A.1 We understand the reasons generating these comments that are also due to the few information still available about the opioid receptor ubiquitination process. Nevertheless, the cited experimental evidence points to an involvement of proteasome activity in different opioid-mediated responses. We agree with the Reviewer that clarifying the role of ubiquitination in internalization and degradation processes is fundamental; however currently available evidence do not allow drawing a satisfactorily clear picture.
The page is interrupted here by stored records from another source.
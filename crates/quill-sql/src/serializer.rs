#[macro_use]
mod fmt;
use fmt::ToSql;

mod delim;
use delim::{Comma, Delimited};

mod flavor;
pub use flavor::Flavor;

mod ident;
use ident::{Ident, Literal};

mod params;
pub use params::{Params, Placeholder};

// Fragment serializers
mod expr;
mod statement;
mod ty;
mod value;

use quill_core::{driver::operation::Transaction, stmt::Statement};

/// Serialize a statement to a SQL string
#[derive(Debug, Clone, Copy)]
pub struct Serializer {
    /// The database flavor handles the differences between SQL dialects and
    /// supported features.
    flavor: Flavor,
}

struct Formatter<'a, T> {
    /// Handle to the serializer
    serializer: &'a Serializer,

    /// Where to write the serialized SQL
    dst: &'a mut String,

    /// Where to store parameters
    params: &'a mut T,
}

impl Serializer {
    pub fn new(flavor: Flavor) -> Serializer {
        Serializer { flavor }
    }

    pub fn flavor(&self) -> Flavor {
        self.flavor
    }

    /// Serializes `stmt`, pushing every bound value into `params` in the
    /// order its placeholder appears in the text.
    pub fn serialize(&self, stmt: &Statement, params: &mut impl Params) -> String {
        let mut ret = String::new();

        let mut fmt = Formatter {
            serializer: self,
            dst: &mut ret,
            params,
        };

        stmt.to_sql(&mut fmt);

        ret
    }

    /// Serialize a transaction control operation to a SQL string.
    ///
    /// MySQL uses `START TRANSACTION` while other databases use `BEGIN`.
    /// Savepoints are named `sp_{id}`.
    pub fn serialize_transaction(&self, op: &Transaction) -> String {
        match op {
            Transaction::Start => match self.flavor {
                Flavor::Mysql => "START TRANSACTION".to_string(),
                Flavor::Postgresql | Flavor::Sqlite => "BEGIN".to_string(),
            },
            Transaction::Commit => "COMMIT".to_string(),
            Transaction::Rollback => "ROLLBACK".to_string(),
            Transaction::Savepoint(id) => format!("SAVEPOINT sp_{id}"),
            Transaction::ReleaseSavepoint(id) => format!("RELEASE SAVEPOINT sp_{id}"),
            Transaction::RollbackToSavepoint(id) => format!("ROLLBACK TO SAVEPOINT sp_{id}"),
        }
    }

    fn is_mysql(&self) -> bool {
        matches!(self.flavor, Flavor::Mysql)
    }

    fn is_postgresql(&self) -> bool {
        matches!(self.flavor, Flavor::Postgresql)
    }
}
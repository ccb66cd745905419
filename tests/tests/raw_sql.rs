use pretty_assertions::assert_eq;
use quill::Value;
use serde_json::json;
use tests::blog;

#[tokio::test]
async fn execute_and_query_raw() {
    let (client, log) = blog().await;

    let inserted = client
        .execute_raw(
            r#"INSERT INTO "User" ("email", "name", "role", "createdAt") VALUES (?1, ?2, 'USER', '2024-01-01T00:00:00.000Z'), (?3, NULL, 'ADMIN', '2024-01-02T00:00:00.000Z')"#,
            vec!["raw@example.com".into(), "Raw".into(), "admin@example.com".into()],
        )
        .await
        .unwrap();
    assert_eq!(inserted, 2);
    assert_eq!(log.statements().len(), 1);

    let rows = client
        .query_raw(
            r#"SELECT "id", "email", "name" FROM "User" WHERE "role" = ?1 ORDER BY "id""#,
            vec!["USER".into()],
        )
        .await
        .unwrap();
    assert_eq!(
        Value::List(rows).to_json(),
        json!([{ "id": 1, "email": "raw@example.com", "name": "Raw" }])
    );

    // Rows written behind the client's back are visible to it.
    let user = client
        .model("User")
        .find_unique(json!({ "where": { "email": "admin@example.com" }, "select": { "role": true, "createdAt": true } }))
        .await
        .unwrap();
    assert_eq!(
        user.to_json(),
        json!({ "role": "ADMIN", "createdAt": "2024-01-02T00:00:00.000Z" })
    );
}

#[tokio::test]
async fn raw_errors_are_reported() {
    let (client, _) = blog().await;

    assert!(client.execute_raw("SELECT FROM nowhere", vec![]).await.is_err());

    let err = client
        .query_raw("SELECT ?1", vec![Value::AnyNull])
        .await
        .unwrap_err();
    assert!(err.is_invalid_input(), "{err}");
}
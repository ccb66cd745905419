mod builtin;
pub use builtin::BuiltinType;

mod enum_def;
pub use enum_def::{EnumDef, EnumValue};

mod field;
pub use field::{FieldDef, FieldDefault, FieldKind};

mod model;
pub use model::{ModelDef, UniqueDef};

mod provider;
pub use provider::Provider;

mod relation;
pub use relation::{JoinPair, ManyToMany, ReferentialAction, RelationInfo};

mod type_def;
pub use type_def::TypeDefDef;

mod verify;

use crate::{Error, Result};
use indexmap::IndexMap;
use serde::Deserialize;

/// Static description of the data model a client operates on.
///
/// A schema is produced once (either through the builder methods or by
/// deserializing the JSON form emitted by the schema compiler), finalized,
/// verified and then shared read-only by every operation.
#[derive(Debug, Clone, Deserialize)]
#[serde(rename_all = "camelCase")]
pub struct Schema {
    pub provider: Provider,

    #[serde(default)]
    pub models: IndexMap<String, ModelDef>,

    #[serde(default)]
    pub enums: IndexMap<String, EnumDef>,

    #[serde(default)]
    pub type_defs: IndexMap<String, TypeDefDef>,
}
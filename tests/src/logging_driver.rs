use quill_core::{
    async_trait,
    driver::{Capability, Connection, Driver, Operation, Response},
    stmt, Result,
};
use quill_sql::Serializer;

use std::sync::{Arc, Mutex, PoisonError};

/// Wraps a driver and records the SQL of every statement it runs.
#[derive(Debug)]
pub struct LoggingDriver {
    inner: Box<dyn Driver>,
    log: SqlLog,
}

/// Handle on the statements a [`LoggingDriver`] executed, oldest first.
#[derive(Debug, Clone, Default)]
pub struct SqlLog {
    statements: Arc<Mutex<Vec<String>>>,
}

impl LoggingDriver {
    pub fn new(driver: impl Driver) -> Self {
        Self {
            inner: Box::new(driver),
            log: SqlLog::default(),
        }
    }

    pub fn log(&self) -> SqlLog {
        self.log.clone()
    }
}

impl SqlLog {
    pub fn statements(&self) -> Vec<String> {
        self.statements
            .lock()
            .unwrap_or_else(PoisonError::into_inner)
            .clone()
    }

    pub fn clear(&self) {
        self.statements
            .lock()
            .unwrap_or_else(PoisonError::into_inner)
            .clear();
    }

    fn push(&self, sql: String) {
        self.statements
            .lock()
            .unwrap_or_else(PoisonError::into_inner)
            .push(sql);
    }
}

#[async_trait]
impl Driver for LoggingDriver {
    fn capability(&self) -> &'static Capability {
        self.inner.capability()
    }

    async fn connect(&self) -> Result<Box<dyn Connection>> {
        Ok(Box::new(LoggingConnection {
            inner: self.inner.connect().await?,
            log: self.log.clone(),
        }))
    }

    fn max_connections(&self) -> Option<usize> {
        self.inner.max_connections()
    }
}

#[derive(Debug)]
struct LoggingConnection {
    inner: Box<dyn Connection>,
    log: SqlLog,
}

#[async_trait]
impl Connection for LoggingConnection {
    async fn exec(&mut self, op: Operation) -> Result<Response> {
        let sql = match &op {
            Operation::QuerySql(query) => {
                let mut params: Vec<stmt::Value> = vec![];
                Serializer::sqlite().serialize(&query.stmt, &mut params)
            }
            Operation::RawSql(raw) => raw.sql.clone(),
            Operation::Transaction(transaction) => Serializer::sqlite().serialize_transaction(transaction),
        };
        self.log.push(sql);

        self.inner.exec(op).await
    }
}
Indeed, as we reported in the Manuscript, different authors do not specify the degree of ubiquitination evaluated in their experiments and this fact makes it difficult to clarify the role of proteasomal degradation in the modulation of signaling mediated by opioid receptors activation. We suggest that the effects evoked by preoteasome inhibitors, including the reduction of the development of analgesic tolerance and the modulation of addictive behavior, could involve the proteasomal degradation process. Certainly, we are aware that this kind of pharmacological approach is not free of adverse effects; however a better understanding of the interplay between endogenous opioid system and proteasome complex could prove to be useful in the control of these pathological conditions.

In the revised version of the text, we made some changes to improve the readability of the Manuscript.

Round  2

Reviewer 2 Report

The revised manuscript is ready to accept.